[Recorded data]
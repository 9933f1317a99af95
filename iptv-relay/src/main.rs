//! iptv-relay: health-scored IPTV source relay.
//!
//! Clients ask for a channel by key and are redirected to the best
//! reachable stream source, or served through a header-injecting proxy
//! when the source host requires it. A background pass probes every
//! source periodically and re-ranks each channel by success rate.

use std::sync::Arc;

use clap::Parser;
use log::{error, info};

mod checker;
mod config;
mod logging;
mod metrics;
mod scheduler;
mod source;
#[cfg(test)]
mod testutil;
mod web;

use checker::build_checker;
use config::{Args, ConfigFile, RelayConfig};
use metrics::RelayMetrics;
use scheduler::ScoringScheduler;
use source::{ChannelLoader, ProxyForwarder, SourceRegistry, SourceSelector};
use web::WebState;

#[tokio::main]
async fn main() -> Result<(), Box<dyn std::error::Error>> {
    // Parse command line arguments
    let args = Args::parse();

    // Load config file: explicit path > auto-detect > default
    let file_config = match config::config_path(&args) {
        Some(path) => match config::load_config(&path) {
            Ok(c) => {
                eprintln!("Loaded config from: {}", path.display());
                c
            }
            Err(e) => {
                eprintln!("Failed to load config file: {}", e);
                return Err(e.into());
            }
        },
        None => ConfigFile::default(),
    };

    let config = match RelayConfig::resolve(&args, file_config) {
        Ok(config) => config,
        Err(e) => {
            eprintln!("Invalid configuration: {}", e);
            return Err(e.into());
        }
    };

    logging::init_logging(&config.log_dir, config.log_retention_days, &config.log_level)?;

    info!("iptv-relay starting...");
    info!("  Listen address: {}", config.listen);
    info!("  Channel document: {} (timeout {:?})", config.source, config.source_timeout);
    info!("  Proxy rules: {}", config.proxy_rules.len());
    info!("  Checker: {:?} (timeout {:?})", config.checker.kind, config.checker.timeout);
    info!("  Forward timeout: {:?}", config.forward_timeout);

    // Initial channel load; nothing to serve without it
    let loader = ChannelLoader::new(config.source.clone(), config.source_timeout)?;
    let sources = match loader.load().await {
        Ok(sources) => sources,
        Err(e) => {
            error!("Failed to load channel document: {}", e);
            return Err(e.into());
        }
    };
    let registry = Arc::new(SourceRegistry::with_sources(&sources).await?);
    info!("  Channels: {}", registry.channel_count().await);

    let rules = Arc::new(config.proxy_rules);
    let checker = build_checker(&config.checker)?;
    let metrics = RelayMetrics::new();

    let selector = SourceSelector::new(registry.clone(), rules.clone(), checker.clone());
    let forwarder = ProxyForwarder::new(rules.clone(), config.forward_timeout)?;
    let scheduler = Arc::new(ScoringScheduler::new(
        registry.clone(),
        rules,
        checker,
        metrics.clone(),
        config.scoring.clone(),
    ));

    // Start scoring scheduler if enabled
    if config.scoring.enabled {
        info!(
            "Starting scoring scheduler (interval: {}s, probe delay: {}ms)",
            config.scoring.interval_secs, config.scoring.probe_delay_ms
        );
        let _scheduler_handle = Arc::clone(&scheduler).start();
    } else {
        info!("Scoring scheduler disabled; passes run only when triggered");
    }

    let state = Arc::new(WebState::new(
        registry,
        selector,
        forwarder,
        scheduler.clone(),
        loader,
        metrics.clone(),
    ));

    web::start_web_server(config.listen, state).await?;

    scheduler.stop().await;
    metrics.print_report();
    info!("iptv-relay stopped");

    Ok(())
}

:: Problem to solve ::
Wherever the string "default" appears in a line above, copy that line.

:: Answer to the problem ::
    // Load config file: explicit path > auto-detect > default
        None => ConfigFile::default(),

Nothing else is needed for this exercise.